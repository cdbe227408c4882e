//! Shipping and contact details supplied at checkout.

use serde::{Deserialize, Serialize};

use crate::error::{CheckoutError, Result};

/// How the order will be paid.
#[derive(Debug, Clone, Copy, PartialEq, Eq, Hash, Serialize, Deserialize)]
#[serde(rename_all = "snake_case")]
pub enum PaymentType {
    Cod,
    BankTransfer,
}

impl PaymentType {
    /// Parses `cod` or `bank_transfer`.
    pub fn parse(value: &str) -> Option<Self> {
        match value.trim() {
            "cod" => Some(PaymentType::Cod),
            "bank_transfer" => Some(PaymentType::BankTransfer),
            _ => None,
        }
    }

    pub fn as_str(&self) -> &'static str {
        match self {
            PaymentType::Cod => "cod",
            PaymentType::BankTransfer => "bank_transfer",
        }
    }
}

impl std::fmt::Display for PaymentType {
    fn fmt(&self, f: &mut std::fmt::Formatter<'_>) -> std::fmt::Result {
        f.write_str(self.as_str())
    }
}

/// Checkout fields exactly as the caller sent them.
#[derive(Debug, Clone, Default, PartialEq, Eq, Serialize, Deserialize)]
pub struct ShippingForm {
    #[serde(default)]
    pub email: String,
    /// Payment type, named `types` on the wire.
    #[serde(default, rename = "types")]
    pub payment_type: String,
    #[serde(default)]
    pub street: String,
    #[serde(default)]
    pub city: String,
    #[serde(default)]
    pub state: Option<String>,
    #[serde(default)]
    pub country: String,
    #[serde(default)]
    pub phone: String,
}

/// Validated shipping and contact details.
#[derive(Debug, Clone, PartialEq, Eq, Serialize, Deserialize)]
pub struct ShippingDetails {
    pub email: String,
    pub payment_type: PaymentType,
    pub street: String,
    pub city: String,
    pub state: Option<String>,
    pub country: String,
    pub phone: String,
}

fn required(field: &str, value: &str) -> Result<String> {
    let value = value.trim();
    if value.is_empty() {
        return Err(CheckoutError::Validation(format!("{field} cannot be empty")));
    }
    Ok(value.to_string())
}

impl ShippingForm {
    /// Checks fields in order and reports the first problem.
    ///
    /// Order: email, payment type, street, city, country, phone.
    pub fn validate(&self) -> Result<ShippingDetails> {
        let email = required("email", &self.email)?;
        if !looks_like_email(&email) {
            return Err(CheckoutError::Validation(format!(
                "email {email:?} is not a valid address"
            )));
        }

        let raw_type = required("types", &self.payment_type)?;
        let payment_type = PaymentType::parse(&raw_type).ok_or_else(|| {
            CheckoutError::Validation(format!(
                "types must be cod or bank_transfer, got {raw_type:?}"
            ))
        })?;

        let street = required("street", &self.street)?;
        let city = required("city", &self.city)?;
        let country = required("country", &self.country)?;
        let phone = required("phone", &self.phone)?;

        let state = self
            .state
            .as_deref()
            .map(str::trim)
            .filter(|s| !s.is_empty())
            .map(str::to_string);

        Ok(ShippingDetails {
            email,
            payment_type,
            street,
            city,
            state,
            country,
            phone,
        })
    }
}

fn looks_like_email(value: &str) -> bool {
    match value.split_once('@') {
        Some((local, domain)) => !local.is_empty() && !domain.is_empty() && !domain.contains('@'),
        None => false,
    }
}

#[cfg(test)]
mod tests {
    use super::*;

    fn valid_form() -> ShippingForm {
        ShippingForm {
            email: "teacher@school.edu".to_string(),
            payment_type: "cod".to_string(),
            street: "1 Main St".to_string(),
            city: "Springfield".to_string(),
            state: None,
            country: "US".to_string(),
            phone: "555-0100".to_string(),
        }
    }

    fn message(form: &ShippingForm) -> String {
        match form.validate() {
            Err(CheckoutError::Validation(msg)) => msg,
            other => panic!("expected validation error, got {other:?}"),
        }
    }

    #[test]
    fn valid_form_parses() {
        let mut form = valid_form();
        form.payment_type = "bank_transfer".to_string();
        form.state = Some("  IL ".to_string());

        let details = form.validate().unwrap();
        assert_eq!(details.payment_type, PaymentType::BankTransfer);
        assert_eq!(details.state.as_deref(), Some("IL"));
    }

    #[test]
    fn blank_state_is_dropped() {
        let mut form = valid_form();
        form.state = Some("   ".to_string());
        assert!(form.validate().unwrap().state.is_none());
    }

    #[test]
    fn first_missing_field_is_reported() {
        let mut form = ShippingForm::default();
        assert!(message(&form).starts_with("email"));

        form.email = "a@b.c".to_string();
        assert!(message(&form).starts_with("types"));

        form.payment_type = "cod".to_string();
        assert!(message(&form).starts_with("street"));

        form.street = "x".to_string();
        assert!(message(&form).starts_with("city"));

        form.city = "x".to_string();
        assert!(message(&form).starts_with("country"));

        form.country = "x".to_string();
        assert!(message(&form).starts_with("phone"));
    }

    #[test]
    fn unknown_payment_type_is_rejected() {
        let mut form = valid_form();
        form.payment_type = "crypto".to_string();
        assert!(message(&form).contains("cod or bank_transfer"));
    }

    #[test]
    fn malformed_email_is_rejected() {
        let mut form = valid_form();
        form.email = "no-at-sign".to_string();
        assert!(message(&form).contains("not a valid address"));
    }

    #[test]
    fn form_reads_wire_names() {
        let form: ShippingForm = serde_json::from_value(serde_json::json!({
            "email": "t@s.edu",
            "types": "cod",
            "street": "s",
            "city": "c",
            "country": "k",
            "phone": "p"
        }))
        .unwrap();
        assert_eq!(form.payment_type, "cod");
        assert!(form.validate().is_ok());
    }
}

--------------------------------------------------

### Task to carry out
Look through the entries above; copy every line holding the string "trim".

### Task result
        match value.trim() {
    let value = value.trim();
            .map(str::trim)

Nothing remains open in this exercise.